By David Eskenazi and Steve Rudman
By 1959, Dewey Soriano, a one-time Civic Stadium peanut vendor, had amassed a remarkable baseball portfolio. It included a decade as a minor league pitcher of distinction, his successful ownership and presidency of the Yakima Bears of the Western International League, and his stints as general manager of the Vancouver Capilanos and Seattle Rainiers. But Dewey the doer had only just begun.
When life-long friend Fred Hutchinson made his second return to the Rainiers in 1959, Soriano resigned his GM position in order to become executive vice-president of the Pacific Coast League. Just one year later, PCL owners elected him league president, succeeding Leslie O’Connor.
During his presidency (1960-68), Soriano played a major role in the PCL’s 1961 expansion to Hawaii and its bloat to 10 clubs in 1963 and to 12 in 1964, when the league moved east as far as Indianapolis.

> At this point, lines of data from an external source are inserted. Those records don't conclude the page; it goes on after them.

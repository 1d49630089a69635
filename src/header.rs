//! Arena metadata record and region layout.
//!
//! ```text
//!   offset 0
//!   ┌──────────────┬──────────────────┬───────┬───────┬─────┬──────────────────────┐
//!   │ Header       │ bucket heads     │ descr │ param │ pad │ chunks ...           │
//!   │ (repr(C))    │ BUCKET_COUNT x 8 │ bytes │ bytes │     │                      │
//!   └──────────────┴──────────────────┴───────┴───────┴─────┴──────────────────────┘
//!                  ▲                                        ▲                      ▲
//!           BUCKETS_OFFSET                              lo_bound               hi_bound
//! ```

use std::mem::{offset_of, size_of};

use crate::{
  bucket::BUCKET_COUNT,
  chunk::{MIN_ALLOC, TAG_SIZE},
  error::MemError,
};

/// Smallest region `create` accepts.
pub const MEM_MIN_SIZE: u64 = 128;
/// Largest region `create` accepts, and the ceiling for a single request.
pub const MEM_MAX_SIZE: u64 = 0x10_0000_0000;

/// The metadata record at the start of every region.
///
/// Offsets (`descr`, `lo_bound`, ...) are relative to the region base.
#[repr(C)]
pub(crate) struct Header {
  pub(crate) lock: libc::pthread_mutex_t,
  pub(crate) use_lock: u64,
  pub(crate) allow_oom: u64,
  pub(crate) orig_size: u64,
  pub(crate) descr: u64,
  pub(crate) descr_len: u64,
  pub(crate) param: u64,
  pub(crate) param_len: u64,
  pub(crate) lo_bound: u64,
  pub(crate) hi_bound: u64,
  pub(crate) total_size: u64,
  pub(crate) used_size: u64,
  pub(crate) free_size: u64,
}

pub(crate) const LOCK_OFFSET: u64 = offset_of!(Header, lock) as u64;
pub(crate) const BUCKETS_OFFSET: u64 = align!(size_of::<Header>() as u64);

/// Where each part of a region of a given size goes.
#[derive(Debug, Clone, Copy, PartialEq, Eq)]
pub(crate) struct Plan {
  pub(crate) descr: u64,
  pub(crate) param: u64,
  pub(crate) lo_bound: u64,
  pub(crate) hi_bound: u64,
}

impl Plan {
  pub(crate) fn new(
    size: u64,
    descr: &str,
    param: &str,
  ) -> Result<Self, MemError> {
    if !(MEM_MIN_SIZE..=MEM_MAX_SIZE).contains(&size) {
      return Err(MemError::RegionSize {
        size,
        min: MEM_MIN_SIZE,
        max: MEM_MAX_SIZE,
      });
    }

    let descr_off = BUCKETS_OFFSET + BUCKET_COUNT as u64 * 8;
    let param_off = descr_off + descr.len() as u64;
    let lo_bound = align!(param_off + param.len() as u64);
    let hi_bound = align_down!(size);

    if hi_bound < lo_bound + 2 * TAG_SIZE + MIN_ALLOC {
      return Err(MemError::RegionTooSmall { size });
    }

    Ok(Self {
      descr: descr_off,
      param: param_off,
      lo_bound,
      hi_bound,
    })
  }

  /// Payload size of the single chunk spanning the usable range.
  pub(crate) fn first_chunk_size(
    &self,
  ) -> u64 {
    self.hi_bound - self.lo_bound - 2 * TAG_SIZE
  }
}

/// Region size that guarantees room for `chunks_num` allocations on top of
/// the bytes the caller asks for in them.
///
/// Callers add the result to the sum of their payload sizes. Each chunk may
/// cost two tags, up to 7 bytes of rounding and the padding that lifts a tiny
/// request to the minimum chunk size.
pub fn required_size(
  chunks_num: u64,
  descr: &str,
  param: &str,
) -> u64 {
  let mut size = 0;

  size += BUCKETS_OFFSET;
  size += BUCKET_COUNT as u64 * 8;
  size += descr.len() as u64;
  size += param.len() as u64;
  // alignment slack for lo_bound and hi_bound
  size += 7;
  size += 7;
  size += chunks_num * (2 * TAG_SIZE + MIN_ALLOC - 1);

  size
}

#[cfg(test)]
mod tests {
  use super::*;

  #[test]
  fn test_buckets_follow_header() {
    assert_eq!(BUCKETS_OFFSET % 8, 0);
    assert!(BUCKETS_OFFSET >= size_of::<Header>() as u64);
  }

  #[test]
  fn test_plan_bounds_are_aligned() {
    let plan = Plan::new(4099, "value cache", "ValueCacheSize").unwrap();

    assert_eq!(plan.lo_bound % 8, 0);
    assert_eq!(plan.hi_bound, 4096);
    assert_eq!(plan.param, plan.descr + "value cache".len() as u64);
    assert!(plan.lo_bound >= plan.param + "ValueCacheSize".len() as u64);
  }

  #[test]
  fn test_plan_rejects_bad_sizes() {
    assert!(matches!(
      Plan::new(64, "a", "b"),
      Err(MemError::RegionSize { size: 64, .. })
    ));
    assert!(matches!(
      Plan::new(MEM_MAX_SIZE + 1, "a", "b"),
      Err(MemError::RegionSize { .. })
    ));
    assert!(matches!(
      Plan::new(MEM_MIN_SIZE, "a", "b"),
      Err(MemError::RegionTooSmall { .. })
    ));
  }

  #[test]
  fn test_required_size_grows_per_chunk() {
    let one = required_size(1, "trend cache", "TrendCacheSize");
    let four = required_size(4, "trend cache", "TrendCacheSize");

    assert_eq!(four - one, 3 * (2 * TAG_SIZE + MIN_ALLOC - 1));
  }

  #[test]
  fn test_required_size_fits_plan() {
    let size = required_size(1, "vmware cache size", "VMwareCacheSize") + 8;
    let plan = Plan::new(size, "vmware cache size", "VMwareCacheSize").unwrap();

    assert!(plan.first_chunk_size() >= MIN_ALLOC);
  }
}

Soriano also helped effect a number of rule changes, including the enforcement of a 20-second pitching rule designed to speed up games.
Bob Reynolds, owner of the California Angels, thought enough of Soriano’s work that in 1965 he nominated the Franklin High School graduate to succeed Ford Frick as major league commissioner. Gabe Paul, owner of the Cleveland Indians, also sponsored Soriano’s nomination.
After the commissioner’s job oddly went to former military man William Eckert, who infamously admitted after he entered office that he hadn’t seen a baseball game in 10 years, Soriano remained as PCL president while also working on his primary agenda: securing a major league franchise for Seattle.
Soriano launched lobbying efforts in the mid-1960s, using his clout and connections as PCL president, and was aided by Major League Baseball’s announced plans to add four expansion franchises by 1971. Soriano’s self-appointed mission: make sure Seattle became one of the four cities selected.
Soriano’s principal argument on Seattle’s behalf, apart from the fact that Boeing airplanes would greatly reduce the travel distance to other major league cities, was that in the 20 years between 1937-57, Seattle led the Pacific Coast League in baseball attendance with 6.6 million customers.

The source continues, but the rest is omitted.